BEGIN RECORD EXTRACTS

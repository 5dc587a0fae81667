#![cfg_attr(feature = "fail-on-warnings", deny(warnings))]
#![warn(clippy::all, clippy::pedantic, clippy::nursery, clippy::cargo)]
#![allow(clippy::multiple_crate_versions, clippy::cargo_common_metadata)]

//! Entry point for the quakewatch API server.

#[actix_web::main]
async fn main() -> std::io::Result<()> {
    quakewatch_server::run_server().await
}
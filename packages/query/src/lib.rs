#![cfg_attr(feature = "fail-on-warnings", deny(warnings))]
#![warn(clippy::all, clippy::pedantic, clippy::nursery, clippy::cargo)]
#![allow(clippy::multiple_crate_versions, clippy::cargo_common_metadata)]

//! Seismic event query and aggregation engine.
//!
//! Every query intent (recent, today, month, region, proximity, ...) runs
//! the same linear flow in [`engine::QueryEngine`]:
//!
//! 1. validate the caller's raw parameters ([`params`]),
//! 2. build one [`UpstreamQuery`](quakewatch_source::UpstreamQuery) and
//!    fetch it,
//! 3. apply the filters the upstream catalog cannot express (depth and
//!    magnitude thresholds, exact radius, event id),
//! 4. run the result [`pipeline`]: [`sort`], [`project`], [`paginate`].
//!
//! The upstream catalog has no native pagination, so each intent holds its
//! whole filtered window in memory before slicing a page out of it. That
//! is the one place a cache or streaming layer would attach.

pub mod engine;
pub mod paginate;
pub mod params;
pub mod pipeline;
pub mod profile;
pub mod project;
pub mod sort;
pub mod window;

pub use engine::{Clock, QueryEngine, SystemClock};
pub use paginate::{MAX_LIMIT, Page};
pub use profile::Intent;
pub use project::EventRecord;

use quakewatch_source::SourceError;

/// A page of processed events, as returned by every intent.
pub type EventPage = Page<EventRecord>;

/// Errors that can occur while answering a query.
#[derive(Debug, thiserror::Error)]
pub enum QueryError {
    /// A caller-supplied parameter is missing or malformed.
    #[error("{message}")]
    Validation {
        /// Name of the offending query parameter.
        field: &'static str,
        /// Human-readable description.
        message: String,
    },

    /// The requested region is not in the registry.
    #[error("Unsupported region '{region}'. Supported regions: {}", .supported.join(", "))]
    UnsupportedRegion {
        /// The normalized region name as requested.
        region: String,
        /// Every supported region name.
        supported: Vec<String>,
    },

    /// A single-event lookup matched nothing.
    #[error("{message}")]
    NotFound {
        /// Human-readable description.
        message: String,
    },

    /// The upstream catalog fetch failed.
    #[error(transparent)]
    Upstream(#[from] SourceError),
}

impl QueryError {
    /// Creates a [`QueryError::Validation`].
    #[must_use]
    pub fn validation(field: &'static str, message: impl Into<String>) -> Self {
        Self::Validation {
            field,
            message: message.into(),
        }
    }

    /// Returns `true` if the caller is at fault.
    #[must_use]
    pub const fn is_caller_error(&self) -> bool {
        matches!(
            self,
            Self::Validation { .. } | Self::UnsupportedRegion { .. } | Self::NotFound { .. }
        )
    }
}

/// Raw list parameters shared by every paginated intent.
///
/// Values are kept as the caller sent them; each intent validates them
/// before any upstream call.
#[derive(Debug, Clone, Default, PartialEq, Eq)]
pub struct ListParams {
    /// 1-based page number.
    pub page: Option<String>,
    /// Page size, capped at [`MAX_LIMIT`].
    pub limit: Option<String>,
    /// Comma-separated sort keys, `-` prefix for descending.
    pub sort: Option<String>,
    /// Comma-separated projection fields.
    pub fields: Option<String>,
}

/// Raw parameters for the calendar month intent.
#[derive(Debug, Clone, Default, PartialEq, Eq)]
pub struct MonthParams {
    /// Four-digit year.
    pub year: Option<String>,
    /// Month number, 1-12.
    pub month: Option<String>,
}

/// Raw parameters for the explicit date range intent.
#[derive(Debug, Clone, Default, PartialEq, Eq)]
pub struct DateRangeParams {
    /// First day, `YYYY-MM-DD`.
    pub start_date: Option<String>,
    /// Last day (inclusive), `YYYY-MM-DD`.
    pub end_date: Option<String>,
    /// Minimum magnitude (inclusive).
    pub min_magnitude: Option<String>,
    /// Maximum depth in km (inclusive).
    pub max_depth: Option<String>,
}

/// Raw parameters for the proximity intent.
#[derive(Debug, Clone, Default, PartialEq, Eq)]
pub struct LocationParams {
    /// Reference latitude.
    pub latitude: Option<String>,
    /// Reference longitude.
    pub longitude: Option<String>,
    /// Radius in km, defaults to [`engine::DEFAULT_RADIUS_KM`].
    pub radius: Option<String>,
}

END RECORD EXTRACTS

# REQUIRED ACTION
Each line in the records above that contains the word "YYYY" must be copied.

# RESPONSE BOX
    /// First day, `YYYY-MM-DD`.
    /// Last day (inclusive), `YYYY-MM-DD`.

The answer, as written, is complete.